Task description
Give back the lines of the records exactly, starting at the first and ending at the one with "pub struct PerfusionMaps".

Stored items
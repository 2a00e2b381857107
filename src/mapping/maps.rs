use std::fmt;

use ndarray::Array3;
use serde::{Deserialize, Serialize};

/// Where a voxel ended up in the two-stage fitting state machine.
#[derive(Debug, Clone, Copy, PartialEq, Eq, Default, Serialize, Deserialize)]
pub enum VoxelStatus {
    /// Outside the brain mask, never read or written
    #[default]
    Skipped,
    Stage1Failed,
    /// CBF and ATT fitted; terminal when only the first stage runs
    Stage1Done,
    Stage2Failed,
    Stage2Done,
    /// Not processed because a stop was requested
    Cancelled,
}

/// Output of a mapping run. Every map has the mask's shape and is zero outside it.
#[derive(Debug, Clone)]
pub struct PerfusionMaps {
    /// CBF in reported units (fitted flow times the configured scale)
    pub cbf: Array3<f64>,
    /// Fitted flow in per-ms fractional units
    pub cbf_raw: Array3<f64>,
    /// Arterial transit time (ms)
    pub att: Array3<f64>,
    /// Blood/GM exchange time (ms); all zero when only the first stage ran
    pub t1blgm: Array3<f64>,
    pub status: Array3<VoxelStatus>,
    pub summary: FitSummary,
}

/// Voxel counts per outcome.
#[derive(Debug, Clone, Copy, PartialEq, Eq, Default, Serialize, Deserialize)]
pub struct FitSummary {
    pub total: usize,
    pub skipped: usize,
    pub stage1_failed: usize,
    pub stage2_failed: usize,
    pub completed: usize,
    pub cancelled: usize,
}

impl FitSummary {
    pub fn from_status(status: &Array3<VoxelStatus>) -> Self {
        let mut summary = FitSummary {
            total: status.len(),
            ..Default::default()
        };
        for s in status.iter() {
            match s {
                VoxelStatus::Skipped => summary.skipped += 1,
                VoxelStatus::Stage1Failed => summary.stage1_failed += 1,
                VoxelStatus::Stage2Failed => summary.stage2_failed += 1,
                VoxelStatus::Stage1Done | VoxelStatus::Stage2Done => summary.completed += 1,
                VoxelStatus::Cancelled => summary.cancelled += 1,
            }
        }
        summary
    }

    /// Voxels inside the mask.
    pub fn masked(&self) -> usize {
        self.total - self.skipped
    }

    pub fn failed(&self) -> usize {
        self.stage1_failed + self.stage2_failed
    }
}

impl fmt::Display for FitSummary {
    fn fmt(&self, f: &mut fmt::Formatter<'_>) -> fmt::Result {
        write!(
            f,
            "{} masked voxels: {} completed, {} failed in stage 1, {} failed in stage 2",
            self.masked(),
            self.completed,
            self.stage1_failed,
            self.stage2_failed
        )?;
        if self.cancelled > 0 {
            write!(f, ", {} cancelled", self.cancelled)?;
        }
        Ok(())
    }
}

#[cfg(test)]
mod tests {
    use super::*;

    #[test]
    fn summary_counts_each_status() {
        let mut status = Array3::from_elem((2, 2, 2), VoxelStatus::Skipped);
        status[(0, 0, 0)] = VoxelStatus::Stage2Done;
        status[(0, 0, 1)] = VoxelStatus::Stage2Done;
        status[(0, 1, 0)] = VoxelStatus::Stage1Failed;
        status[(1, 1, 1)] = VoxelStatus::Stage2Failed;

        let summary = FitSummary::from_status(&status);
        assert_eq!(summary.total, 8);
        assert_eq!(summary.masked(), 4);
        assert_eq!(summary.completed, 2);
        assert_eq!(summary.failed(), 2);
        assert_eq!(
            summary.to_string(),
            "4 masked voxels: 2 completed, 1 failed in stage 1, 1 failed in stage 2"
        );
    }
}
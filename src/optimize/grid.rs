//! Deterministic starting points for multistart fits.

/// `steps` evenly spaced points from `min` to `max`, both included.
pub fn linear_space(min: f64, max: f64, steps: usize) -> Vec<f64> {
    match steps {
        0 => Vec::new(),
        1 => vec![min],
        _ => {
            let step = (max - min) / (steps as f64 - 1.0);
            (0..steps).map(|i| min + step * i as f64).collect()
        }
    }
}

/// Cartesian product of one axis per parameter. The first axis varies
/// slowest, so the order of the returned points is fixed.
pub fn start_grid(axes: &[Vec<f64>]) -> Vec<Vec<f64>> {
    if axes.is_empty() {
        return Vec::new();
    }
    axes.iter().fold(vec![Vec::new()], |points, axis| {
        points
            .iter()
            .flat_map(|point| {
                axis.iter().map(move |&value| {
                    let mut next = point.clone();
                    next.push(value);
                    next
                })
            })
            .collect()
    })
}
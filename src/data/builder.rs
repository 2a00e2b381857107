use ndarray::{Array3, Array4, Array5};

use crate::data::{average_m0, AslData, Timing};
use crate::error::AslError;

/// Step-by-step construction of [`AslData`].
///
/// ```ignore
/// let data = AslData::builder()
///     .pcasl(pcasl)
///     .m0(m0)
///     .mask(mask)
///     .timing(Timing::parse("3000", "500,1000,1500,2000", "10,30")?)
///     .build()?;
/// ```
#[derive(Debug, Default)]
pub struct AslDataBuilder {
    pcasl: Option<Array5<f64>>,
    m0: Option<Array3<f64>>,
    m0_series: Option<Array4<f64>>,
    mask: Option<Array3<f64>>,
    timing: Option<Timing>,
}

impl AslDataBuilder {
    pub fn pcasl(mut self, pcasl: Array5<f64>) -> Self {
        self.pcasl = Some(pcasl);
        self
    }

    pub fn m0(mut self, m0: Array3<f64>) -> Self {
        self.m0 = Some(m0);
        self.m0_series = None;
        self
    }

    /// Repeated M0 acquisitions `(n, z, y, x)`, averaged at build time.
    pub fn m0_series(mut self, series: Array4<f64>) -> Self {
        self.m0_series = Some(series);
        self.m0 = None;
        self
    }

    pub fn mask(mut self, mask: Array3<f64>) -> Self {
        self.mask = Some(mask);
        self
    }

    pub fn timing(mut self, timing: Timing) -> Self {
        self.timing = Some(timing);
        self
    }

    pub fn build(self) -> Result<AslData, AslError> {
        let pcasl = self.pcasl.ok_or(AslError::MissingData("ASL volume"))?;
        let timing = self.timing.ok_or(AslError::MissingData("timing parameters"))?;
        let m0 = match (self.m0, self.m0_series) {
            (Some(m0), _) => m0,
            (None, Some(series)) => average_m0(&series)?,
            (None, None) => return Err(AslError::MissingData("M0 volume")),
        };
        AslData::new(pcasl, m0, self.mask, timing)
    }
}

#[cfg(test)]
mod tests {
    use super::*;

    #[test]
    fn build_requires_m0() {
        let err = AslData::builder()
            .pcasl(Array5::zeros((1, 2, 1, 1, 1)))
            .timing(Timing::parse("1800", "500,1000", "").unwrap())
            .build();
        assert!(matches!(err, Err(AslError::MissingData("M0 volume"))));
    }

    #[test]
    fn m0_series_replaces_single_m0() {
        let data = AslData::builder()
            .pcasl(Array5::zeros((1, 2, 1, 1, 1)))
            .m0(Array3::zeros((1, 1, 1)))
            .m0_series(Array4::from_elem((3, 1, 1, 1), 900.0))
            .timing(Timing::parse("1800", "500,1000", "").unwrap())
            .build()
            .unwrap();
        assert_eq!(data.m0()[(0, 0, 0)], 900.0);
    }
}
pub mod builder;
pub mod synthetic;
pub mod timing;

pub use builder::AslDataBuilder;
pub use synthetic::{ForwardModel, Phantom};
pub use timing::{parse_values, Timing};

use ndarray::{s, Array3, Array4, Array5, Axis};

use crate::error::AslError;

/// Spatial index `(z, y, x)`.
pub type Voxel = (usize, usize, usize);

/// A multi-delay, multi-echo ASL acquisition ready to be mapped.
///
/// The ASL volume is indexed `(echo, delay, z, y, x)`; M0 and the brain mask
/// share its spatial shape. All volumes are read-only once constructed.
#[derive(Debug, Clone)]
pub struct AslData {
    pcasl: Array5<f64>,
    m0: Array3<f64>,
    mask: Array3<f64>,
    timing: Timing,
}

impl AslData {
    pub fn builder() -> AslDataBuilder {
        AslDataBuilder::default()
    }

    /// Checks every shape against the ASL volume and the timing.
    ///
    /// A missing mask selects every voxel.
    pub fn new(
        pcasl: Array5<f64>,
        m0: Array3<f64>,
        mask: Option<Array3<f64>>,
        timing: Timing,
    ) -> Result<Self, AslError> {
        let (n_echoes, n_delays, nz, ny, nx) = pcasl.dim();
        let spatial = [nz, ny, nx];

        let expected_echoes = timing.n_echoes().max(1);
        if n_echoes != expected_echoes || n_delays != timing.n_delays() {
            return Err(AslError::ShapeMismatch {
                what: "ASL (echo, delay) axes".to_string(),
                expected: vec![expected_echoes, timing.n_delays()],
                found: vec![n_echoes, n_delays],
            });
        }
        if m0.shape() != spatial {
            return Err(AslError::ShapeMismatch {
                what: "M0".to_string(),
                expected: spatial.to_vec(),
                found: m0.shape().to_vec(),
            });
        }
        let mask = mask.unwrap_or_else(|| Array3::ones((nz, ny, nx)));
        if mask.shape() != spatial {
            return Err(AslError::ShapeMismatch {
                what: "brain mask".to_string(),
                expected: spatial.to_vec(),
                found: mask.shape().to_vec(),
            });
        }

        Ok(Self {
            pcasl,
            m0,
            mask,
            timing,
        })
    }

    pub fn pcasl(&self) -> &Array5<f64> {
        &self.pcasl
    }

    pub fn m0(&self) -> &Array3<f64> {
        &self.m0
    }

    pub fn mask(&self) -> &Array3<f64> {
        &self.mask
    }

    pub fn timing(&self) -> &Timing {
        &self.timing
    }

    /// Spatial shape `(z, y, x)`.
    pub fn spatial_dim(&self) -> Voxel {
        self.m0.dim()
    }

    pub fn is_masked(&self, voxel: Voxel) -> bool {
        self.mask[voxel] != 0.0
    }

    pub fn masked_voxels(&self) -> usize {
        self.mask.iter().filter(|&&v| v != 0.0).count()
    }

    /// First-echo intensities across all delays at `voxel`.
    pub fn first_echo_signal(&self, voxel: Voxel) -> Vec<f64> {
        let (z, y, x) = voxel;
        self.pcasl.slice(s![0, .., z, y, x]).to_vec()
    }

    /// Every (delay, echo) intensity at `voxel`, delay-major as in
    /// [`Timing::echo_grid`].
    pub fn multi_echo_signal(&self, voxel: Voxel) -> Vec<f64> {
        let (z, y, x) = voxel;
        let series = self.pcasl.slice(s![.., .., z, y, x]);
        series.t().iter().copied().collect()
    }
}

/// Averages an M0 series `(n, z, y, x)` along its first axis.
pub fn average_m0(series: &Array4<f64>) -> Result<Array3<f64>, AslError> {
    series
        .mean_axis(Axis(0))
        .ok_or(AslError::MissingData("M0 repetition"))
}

Solution for this task
repository 2a00e2b381857107
filename src/mapping/maps.rs
use std::fmt;

use ndarray::Array3;
use serde::{Deserialize, Serialize};

/// Where a voxel ended up in the two-stage fitting state machine.
#[derive(Debug, Clone, Copy, PartialEq, Eq, Default, Serialize, Deserialize)]
pub enum VoxelStatus {
    /// Outside the brain mask, never read or written
    #[default]
    Skipped,
    Stage1Failed,
    /// CBF and ATT fitted; terminal when only the first stage runs
    Stage1Done,
    Stage2Failed,
    Stage2Done,
    /// Not processed because a stop was requested
    Cancelled,
}

/// Output of a mapping run. Every map has the mask's shape and is zero outside it.
#[derive(Debug, Clone)]
pub struct PerfusionMaps {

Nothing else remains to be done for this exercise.